Sweden’s Arctic Circle is the place of reindeer herds and traditional nomadic Sami culture, home of the iconic ICEHOTEL and dog sledding. Frozen for much of the year, the Arctic’s summer face is one of rushing rivers and wild flowers giving vibrance the desolate landscape.

By Keri Harvey

Boatfixer along the Torne River

Boatfixer along the Torne River

A rhythmic ‘tonk, tonk, tonk’ breaks the silence on the banks of the Torne River. It is so quiet here that any sound reverberates and seems intrusive. We trace the tonking to an intrepid boat builder meticulously repairing the wooden struts on a traditional nuut boat. He’s so focused, he hardly looks up to talk to us, as we ask about the piles of net and rope bundled in the boat. Instead, he explains the timeless beauty of these Arctic river boats used for fishing, how robust they are and their superb design. We listen intently as his passion speaks.

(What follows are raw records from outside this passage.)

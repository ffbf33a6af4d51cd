//! Row-level operations on the three queue tables.
//!
//! Everything here takes a `&mut SqliteConnection` and leaves transaction
//! boundaries to the caller, so that several operations can be composed into
//! one atomic unit by [`crate::engine::QueueEngine`].

pub mod claim;
pub mod dead_letter;
pub mod message;
pub mod queue;
pub mod statements;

Summer in the Arctic Circle

Summer in the Arctic Circle

To get here – 200km into Sweden’s Arctic Circle – we took a 17-hour train trip rom Stockholm, straight up the length of Sweden. This vast Arctic wilderness has only tiny remote villages punctuating its sweeping landscape and we’re in one of them: Jukkasjarvi with a population 600 people and 900 dogs. This, because in winter dog sleds are the only transport when the landscape is frozen and dusted fairytale white with snow and ice. But in the summer months, from June to August, the huskies are on holiday too though their wolverine howls can sometimes be heard bouncing across the surface of the Torne River. This wild river travels all the way from Norway, through Sweden to Finland, bringing with it salmon and trillions of litres of pure clean water. Here the river is easily a mile wide, rushing cool and clear.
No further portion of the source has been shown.